On the last eve of the larp, he told me they needed to get some things from storage, to use the next day, and he asked me to go with him, and I said yes, because I wanted to be helpful. I didn’t realize just how far away this storage was. We arrived with the van around midnight, and then started to make our way back. I started dozing off on the highway, and so did he, because I woke up when the van swerved wildly back to the lane. I was scared, because I knew that falling asleep while driving is very dangerous, but I was so exhausted from several days of larping in hot weather, that I was still close to dozing off. Tim pulled over at a truck rest, and told me that our options were to either to stay here and sleep until morning, or find some way to wake him up. I didn’t want to stay and sleep in a van. On reason I knew it would be uncomfortable and I wouldn’t get a lot of rest, and I just wanted to get out of the situation as fast as possible, but mainly because I thought (knew?) that if we showed up the next day, then everyone would assume that I had cheated on my boyfriend with Tim. I would be publicly humiliated. So I asked Tim, what it would take to wake him up. And he told me it would help, if I let him touch my boobs. I thought in my tired and scared mind; “I will do this, because I want to live, and I want to go home. My boyfriend will understand”. And so I let him do it.

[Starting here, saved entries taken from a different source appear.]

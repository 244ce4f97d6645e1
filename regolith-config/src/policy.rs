//! Raw permission policy as read from `perm.json`/`perm.yaml`.
//!
//! A policy file maps a source key (the client's host, or the reserved
//! `$global` key) to a [`RawPolicy`]. The proxy compiles these into
//! matchers; nothing here interprets the rules.

use crate::{ConfigError, Format, deserialize, read_file};
use serde::de::{self, Deserializer};
use serde::ser::Serializer;
use serde::{Deserialize, Serialize};
use std::collections::BTreeMap;
use std::fmt;
use std::path::Path;
use std::str::FromStr;
use thiserror::Error;

/// What to do with a connection whose destination matched a rule.
///
/// Variants are ordered from most to least severe, so `min` picks the
/// more severe of two actions. The default is `Deny`.
#[derive(Debug, Clone, Copy, Default, PartialEq, Eq, PartialOrd, Ord, Hash)]
pub enum Action {
    /// Reject with `502 Bad Gateway` and log the attempt.
    #[default]
    Deny,
    /// Reject with `502 Bad Gateway` without logging.
    Ignore,
    /// Proxy the connection.
    Accept,
}

impl Action {
    /// Returns the more severe of the two actions.
    ///
    /// ```
    /// use regolith_config::Action;
    ///
    /// assert_eq!(Action::most_severe(Action::Ignore, Action::Accept), Action::Ignore);
    /// assert_eq!(Action::most_severe(Action::Accept, Action::Deny), Action::Deny);
    /// ```
    pub fn most_severe(a: Action, b: Action) -> Action {
        a.min(b)
    }

    pub fn as_str(&self) -> &'static str {
        match self {
            Action::Deny => "deny",
            Action::Ignore => "ignore",
            Action::Accept => "accept",
        }
    }
}

impl fmt::Display for Action {
    fn fmt(&self, f: &mut fmt::Formatter<'_>) -> fmt::Result {
        f.write_str(self.as_str())
    }
}

#[derive(Debug, Clone, PartialEq, Eq, Error)]
#[error("unknown action: {0}")]
pub struct ParseActionError(String);

impl FromStr for Action {
    type Err = ParseActionError;

    fn from_str(s: &str) -> Result<Self, Self::Err> {
        if s.eq_ignore_ascii_case("deny") {
            Ok(Action::Deny)
        } else if s.eq_ignore_ascii_case("ignore") {
            Ok(Action::Ignore)
        } else if s.eq_ignore_ascii_case("accept") {
            Ok(Action::Accept)
        } else {
            Err(ParseActionError(s.to_string()))
        }
    }
}

impl Serialize for Action {
    fn serialize<S: Serializer>(&self, serializer: S) -> Result<S::Ok, S::Error> {
        serializer.serialize_str(self.as_str())
    }
}

impl<'de> Deserialize<'de> for Action {
    fn deserialize<D: Deserializer<'de>>(deserializer: D) -> Result<Self, D::Error> {
        let s = String::deserialize(deserializer)?;
        s.parse().map_err(de::Error::custom)
    }
}

/// One entry of an ordered wildcard list, written as `{ "<glob>": "<action>" }`.
#[derive(Debug, Clone, PartialEq, Eq, Serialize, Deserialize)]
#[serde(
    try_from = "BTreeMap<String, Action>",
    into = "BTreeMap<String, Action>"
)]
pub struct WildcardRule {
    pub pattern: String,
    pub action: Action,
}

impl WildcardRule {
    pub fn new(pattern: impl Into<String>, action: Action) -> Self {
        Self {
            pattern: pattern.into(),
            action,
        }
    }
}

impl TryFrom<BTreeMap<String, Action>> for WildcardRule {
    type Error = String;

    fn try_from(map: BTreeMap<String, Action>) -> Result<Self, Self::Error> {
        if map.len() != 1 {
            return Err(format!(
                "wildcard rule must have exactly one key, found {}",
                map.len()
            ));
        }
        map.into_iter()
            .next()
            .map(|(pattern, action)| WildcardRule { pattern, action })
            .ok_or_else(|| "wildcard rule is empty".to_string())
    }
}

impl From<WildcardRule> for BTreeMap<String, Action> {
    fn from(rule: WildcardRule) -> Self {
        BTreeMap::from([(rule.pattern, rule.action)])
    }
}

/// Rules for one source key.
///
/// Entries of `matches` and `match_wildcard` without a port are expanded
/// once per entry of `default_ports`, so keep that list short.
#[derive(Debug, Clone, Default, PartialEq, Serialize, Deserialize)]
#[serde(default)]
pub struct RawPolicy {
    /// Action when nothing matches
    #[serde(alias = "DefaultAction")]
    pub default_action: Action,
    /// Ports appended to entries written without one
    #[serde(alias = "DefaultPort", alias = "default_port")]
    pub default_ports: Vec<u16>,
    /// Exact `host[:port]` entries
    #[serde(rename = "match", alias = "Match")]
    pub matches: BTreeMap<String, Action>,
    /// Glob entries, searched top to bottom
    #[serde(alias = "MatchWildcard")]
    pub match_wildcard: Vec<WildcardRule>,
}

/// Every source's policy, keyed by source host or [`PolicySet::GLOBAL_KEY`].
#[derive(Debug, Clone, Default, PartialEq, Serialize, Deserialize)]
#[serde(transparent)]
pub struct PolicySet {
    sources: BTreeMap<String, RawPolicy>,
}

impl PolicySet {
    /// Key holding the global rules, compared case-insensitively.
    pub const GLOBAL_KEY: &'static str = "$global";

    pub fn new() -> Self {
        Self::default()
    }

    pub fn is_global_key(key: &str) -> bool {
        key.eq_ignore_ascii_case(Self::GLOBAL_KEY)
    }

    pub fn insert(&mut self, source: impl Into<String>, policy: RawPolicy) -> Option<RawPolicy> {
        self.sources.insert(source.into(), policy)
    }

    pub fn get(&self, source: &str) -> Option<&RawPolicy> {
        self.sources.get(source)
    }

    pub fn iter(&self) -> impl Iterator<Item = (&str, &RawPolicy)> {
        self.sources.iter().map(|(k, v)| (k.as_str(), v))
    }

    pub fn len(&self) -> usize {
        self.sources.len()
    }

    pub fn is_empty(&self) -> bool {
        self.sources.is_empty()
    }

    /// Loads a policy file; `.json` files are JSON, anything else YAML.
    pub fn from_file(path: &Path) -> Result<Self, ConfigError> {
        let contents = read_file(path)?;
        Self::parse(&contents, Format::from_path(path))
    }

    pub fn parse(contents: &str, format: Format) -> Result<Self, ConfigError> {
        deserialize(contents, format)
    }
}

impl FromIterator<(String, RawPolicy)> for PolicySet {
    fn from_iter<I: IntoIterator<Item = (String, RawPolicy)>>(iter: I) -> Self {
        Self {
            sources: iter.into_iter().collect(),
        }
    }
}

#[cfg(test)]
mod tests {
    use super::*;

    #[test]
    fn test_action_order() {
        assert!(Action::Deny < Action::Ignore);
        assert!(Action::Ignore < Action::Accept);
        assert_eq!(Action::default(), Action::Deny);
        assert_eq!(Action::most_severe(Action::Ignore, Action::Deny), Action::Deny);
    }

    #[test]
    fn test_action_text_round_trip() {
        for action in [Action::Deny, Action::Ignore, Action::Accept] {
            assert_eq!(action.to_string().parse::<Action>(), Ok(action));
        }
        assert_eq!("ACCEPT".parse::<Action>(), Ok(Action::Accept));
        assert!("allow".parse::<Action>().is_err());
        assert!("".parse::<Action>().is_err());
    }

    #[test]
    fn test_action_serde() {
        assert_eq!(serde_json::to_string(&Action::Ignore).unwrap(), "\"ignore\"");
        assert_eq!(
            serde_json::from_str::<Action>("\"deny\"").unwrap(),
            Action::Deny
        );
        assert!(serde_json::from_str::<Action>("\"block\"").is_err());
        assert!(serde_json::from_str::<Action>("2").is_err());
    }

    #[test]
    fn test_wildcard_rule_single_key() {
        let rule: WildcardRule = serde_json::from_str(r#"{"*.example.com": "accept"}"#).unwrap();
        assert_eq!(rule, WildcardRule::new("*.example.com", Action::Accept));

        assert!(serde_json::from_str::<WildcardRule>("{}").is_err());
        assert!(
            serde_json::from_str::<WildcardRule>(r#"{"a": "accept", "b": "deny"}"#).is_err()
        );
    }

    #[test]
    fn test_policy_set_json() {
        let json = r#"{
            "$global": {
                "default_action": "deny",
                "default_ports": [80, 443],
                "match": { "example.com": "accept", "example.org:8080": "ignore" },
                "match_wildcard": [ { "*.example.com": "accept" }, { "*": "ignore" } ]
            },
            "10.0.0.5": { "default_action": "accept" }
        }"#;
        let set = PolicySet::parse(json, Format::Json).unwrap();
        assert_eq!(set.len(), 2);

        let global = set.get("$global").unwrap();
        assert_eq!(global.default_ports, vec![80, 443]);
        assert_eq!(global.matches.get("example.com"), Some(&Action::Accept));
        assert_eq!(global.match_wildcard.len(), 2);
        assert_eq!(global.match_wildcard[0].pattern, "*.example.com");
        assert_eq!(global.match_wildcard[1].action, Action::Ignore);

        let source = set.get("10.0.0.5").unwrap();
        assert_eq!(source.default_action, Action::Accept);
        assert!(source.matches.is_empty());
    }

    #[test]
    fn test_policy_legacy_field_names() {
        let json = r#"{
            "$GLOBAL": {
                "DefaultAction": "ignore",
                "DefaultPort": [80],
                "Match": { "example.com": "accept" },
                "MatchWildcard": [ { "*.local": "deny" } ]
            }
        }"#;
        let set = PolicySet::parse(json, Format::Json).unwrap();
        let (key, policy) = set.iter().next().unwrap();
        assert!(PolicySet::is_global_key(key));
        assert_eq!(policy.default_action, Action::Ignore);
        assert_eq!(policy.default_ports, vec![80]);
        assert_eq!(policy.match_wildcard[0].pattern, "*.local");
    }

    #[test]
    fn test_policy_set_yaml() {
        let yaml = r#"
$global:
  default_action: deny
  default_ports: [80]
  match:
    example.com: accept
"#;
        let set = PolicySet::parse(yaml, Format::Yaml).unwrap();
        assert_eq!(
            set.get("$global").unwrap().matches.get("example.com"),
            Some(&Action::Accept)
        );
    }

    #[test]
    fn test_unknown_action_rejected() {
        let json = r#"{ "$global": { "default_action": "allow" } }"#;
        assert!(PolicySet::parse(json, Format::Json).is_err());
    }
}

When we arrived back, at 4 am, unhurt, it rained. My tent hadn’t been properly closed, so it was full of water. One of the other participants had told me that if I ever needed another place to sleep, they had an extra tent, so I went there, but a drunk guy was in it. So I had to go back to Tim and sleep next to him. My clothes were drenched, so I had to sleep in my underwear. I woke up at sunrise, I found this big dirty carpet and wrapped it around myself, and I quickly left. Only 3 people were awake, one of them was my teacher. When I approached they were discussing “walk of shame” vs. “walk of fame” and when they spotted me, they burst out laughing very loudly.

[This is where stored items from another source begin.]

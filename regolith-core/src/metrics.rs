use prometheus::{IntCounter, IntCounterVec, IntGauge, Opts, Registry};
use regolith_config::Action;

/// Prometheus collectors for the proxy, registered once per process.
#[derive(Debug, Clone)]
pub struct ProxyMetrics {
    connections_total: IntCounterVec,
    connections_active: IntGauge,
    decisions_total: IntCounterVec,
    bytes_transferred: IntCounterVec,
    errors_total: IntCounterVec,
}

impl ProxyMetrics {
    pub fn new(registry: &Registry) -> Result<Self, prometheus::Error> {
        let connections_total = IntCounterVec::new(
            Opts::new(
                "regolith_connections_total",
                "Total number of requests handled by kind",
            ),
            &["kind"],
        )?;
        registry.register(Box::new(connections_total.clone()))?;

        let connections_active = IntGauge::new(
            "regolith_connections_active",
            "Number of client connections currently open",
        )?;
        registry.register(Box::new(connections_active.clone()))?;

        let decisions_total = IntCounterVec::new(
            Opts::new(
                "regolith_decisions_total",
                "Permission decisions by resulting action",
            ),
            &["action"],
        )?;
        registry.register(Box::new(decisions_total.clone()))?;

        let bytes_transferred = IntCounterVec::new(
            Opts::new(
                "regolith_bytes_transferred_total",
                "Total tunnelled bytes by direction",
            ),
            &["direction"],
        )?;
        registry.register(Box::new(bytes_transferred.clone()))?;

        let errors_total = IntCounterVec::new(
            Opts::new("regolith_errors_total", "Total number of errors by type"),
            &["error_type"],
        )?;
        registry.register(Box::new(errors_total.clone()))?;

        Ok(Self {
            connections_total,
            connections_active,
            decisions_total,
            bytes_transferred,
            errors_total,
        })
    }

    /// `kind` is `connect` or `forward`.
    pub fn request(&self, kind: &str) {
        self.connections_total.with_label_values(&[kind]).inc();
    }

    pub fn connection_opened(&self) {
        self.connections_active.inc();
    }

    pub fn connection_closed(&self) {
        self.connections_active.dec();
    }

    pub fn decision(&self, action: Action) {
        self.decisions_total
            .with_label_values(&[action.as_str()])
            .inc();
    }

    pub fn error(&self, error_type: &str) {
        self.errors_total.with_label_values(&[error_type]).inc();
    }

    /// Counters for (client to upstream, upstream to client).
    pub fn tunnel_counters(&self) -> (IntCounter, IntCounter) {
        (
            self.bytes_transferred.with_label_values(&["tx"]),
            self.bytes_transferred.with_label_values(&["rx"]),
        )
    }
}
use crate::error::{ProxyError, Result, is_closed_error};
use crate::forward::{self, Forwarder};
use crate::metrics::ProxyMetrics;
use crate::perm::{Action, PermissionEngine};
use crate::request::read_request_head;
use crate::resolve::Resolver;
use crate::stream::PrefixedStream;
use crate::tunnel;
use bytes::Bytes;
use prometheus::{IntCounter, Registry};
use regolith_config::Config;
use std::net::SocketAddr;
use std::sync::Arc;
use std::time::Duration;
use tokio::io::BufReader;
use tokio::net::TcpStream;
use tracing::{debug, info, warn};

/// Per-connection request dispatcher. Cheap to clone; every accepted
/// connection gets its own copy.
#[derive(Clone)]
pub struct ConnectionHandler {
    engine: Arc<PermissionEngine>,
    forwarder: Arc<Forwarder>,
    resolver: Resolver,
    connect_timeout: Duration,
    metrics: Option<Arc<ProxyMetrics>>,
}

impl ConnectionHandler {
    pub fn new(
        config: &Config,
        engine: Arc<PermissionEngine>,
        registry: Option<&Registry>,
    ) -> Result<Self> {
        let metrics = registry
            .map(ProxyMetrics::new)
            .transpose()?
            .map(Arc::new);
        let connect_timeout = config.timeouts.connect_timeout();
        let resolver = match config.dns_resolver {
            Some(addr) => {
                info!(nameserver = %addr, "Resolving outbound names through configured nameserver");
                Resolver::with_nameserver(addr, connect_timeout)
            }
            None => Resolver::system(),
        };

        Ok(Self {
            engine,
            forwarder: Arc::new(Forwarder::new(
                connect_timeout,
                config.timeouts.request_timeout(),
                resolver.clone(),
            )),
            resolver,
            connect_timeout,
            metrics,
        })
    }

    pub fn engine(&self) -> &Arc<PermissionEngine> {
        &self.engine
    }

    pub async fn handle_connection(&self, client: TcpStream, peer: SocketAddr) {
        debug!(peer = %peer, "New connection");
        if let Some(m) = &self.metrics {
            m.connection_opened();
        }

        if let Err(e) = self.dispatch(client, peer).await {
            if is_closed_error(&e) {
                debug!(peer = %peer, error = %e, "Connection closed");
            } else {
                if let Some(m) = &self.metrics {
                    m.error(error_label(&e));
                }
                debug!(peer = %peer, error = %e, "Dropping connection");
            }
        }

        if let Some(m) = &self.metrics {
            m.connection_closed();
        }
    }

    /// Serves requests off one connection until it closes, a request asks
    /// not to persist, or a CONNECT hands the socket to a tunnel.
    async fn dispatch(&self, client: TcpStream, peer: SocketAddr) -> Result<()> {
        let mut reader = BufReader::new(client);

        loop {
            let Some(head) = read_request_head(&mut reader).await? else {
                debug!(peer = %peer, "Client closed connection");
                return Ok(());
            };

            if head.is_connect() {
                let prefix = Bytes::copy_from_slice(reader.buffer());
                if !prefix.is_empty() {
                    debug!(peer = %peer, bytes = prefix.len(), "Replaying pipelined tunnel data");
                }
                let stream = PrefixedStream::new(prefix, reader.into_inner());
                tunnel::handle_connect(self, stream, &head, peer).await;
                return Ok(());
            }

            if !forward::handle_request(self, &mut reader, head, peer).await {
                return Ok(());
            }
        }
    }

    /// Resolves and records one permission decision.
    pub(crate) fn check_permission(&self, peer: SocketAddr, destination: &str) -> Action {
        let source = source_of(peer);
        let action = self.engine.resolve(&source, destination);

        if let Some(m) = &self.metrics {
            m.decision(action);
        }
        match action {
            Action::Accept => debug!(source = %source, destination = %destination, "Access granted"),
            Action::Deny => warn!(source = %source, destination = %destination, "Access denied"),
            Action::Ignore => {}
        }
        action
    }

    pub(crate) fn forwarder(&self) -> &Forwarder {
        &self.forwarder
    }

    pub(crate) fn resolver(&self) -> &Resolver {
        &self.resolver
    }

    pub(crate) fn connect_timeout(&self) -> Duration {
        self.connect_timeout
    }

    pub(crate) fn record_request(&self, kind: &str) {
        if let Some(m) = &self.metrics {
            m.request(kind);
        }
    }

    pub(crate) fn record_error(&self, error_type: &str) {
        if let Some(m) = &self.metrics {
            m.error(error_type);
        }
    }

    pub(crate) fn tunnel_counters(&self) -> Option<(IntCounter, IntCounter)> {
        self.metrics.as_ref().map(|m| m.tunnel_counters())
    }
}

/// Policy key of a client address. IPv4 clients on a dual-stack listener
/// arrive as `::ffff:a.b.c.d` and are keyed by the plain IPv4 form.
fn source_of(peer: SocketAddr) -> String {
    peer.ip().to_canonical().to_string()
}

fn error_label(err: &ProxyError) -> &'static str {
    match err {
        ProxyError::MalformedRequest(_) => "malformed",
        ProxyError::Timeout => "timeout",
        _ => "io",
    }
}

#[cfg(test)]
mod tests {
    use super::*;

    #[test]
    fn test_source_of_unmaps_ipv4() {
        assert_eq!(source_of("[::ffff:127.0.0.1]:5000".parse().unwrap()), "127.0.0.1");
        assert_eq!(source_of("10.1.2.3:5000".parse().unwrap()), "10.1.2.3");
        assert_eq!(source_of("[2001:db8::1]:5000".parse().unwrap()), "2001:db8::1");
    }

    #[test]
    fn test_error_label() {
        assert_eq!(
            error_label(&ProxyError::MalformedRequest("bad".into())),
            "malformed"
        );
        assert_eq!(
            error_label(&ProxyError::Io(std::io::Error::other("disk"))),
            "io"
        );
        assert_eq!(error_label(&ProxyError::Timeout), "timeout");
    }
}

I tried to tell my boyfriend, I told him that I was forced by circumstance to sleep in another guy’s tent. And he did not react well. He was angry, at me, he accused me of breaking his trust. He kept coming up with things I should have done instead; for example call him at 4 am, and wait 2 hours in my drenched clothes for him to pick me up. Eventually, I told him the rest of the story, and he was furious, with me. Told me that I had cheated on him. Came up with more and more things I should have done instead; I should never have trusted Tim, I should never have volunteered to help. For months he was hurt, and he kept ranting at me over chat. I would go to school, come home, and on good days, he would talk about computergames, and on bad days he would rant and berate me about lying to him, breaking his trust, not thinking about him, not caring about him. It affected my grades. I felt confused and weird about what happened with Tim, but it didn’t seriously hurt me. My boyfriends actions did though. I never fell out of love with my boyfriend, I just stopped feeling anything alltogether. I just woke up feeling tired and numb, and spent my entire day feeling tired and numb. My mother noticed and one night she told me; “will you please break up with him?” and somehow that got through the fog, and I was like “oh yeah, I can do that” and I did. I told her about the part about sleeping in another guy’s tent, and she was very understanding. She told me that “you shouldn’t tell your partner everything, men don’t understand”, and it was what I needed to hear.

I was scared that Tim would tell everyone. Young men like to boast. But he never told a soul. And I was so grateful, I still am, because I don’t that at that time my larp community was ready to think about a situation in a nuanced way. I think most people, at that time, would have reacted exactly like my boyfriend at the time, did, and chalked it all up to me being unfaithful. I think we are in a different place now as a community, and that is a good thing. I don’t want to punish my ex or Tim, I just want to tell my story.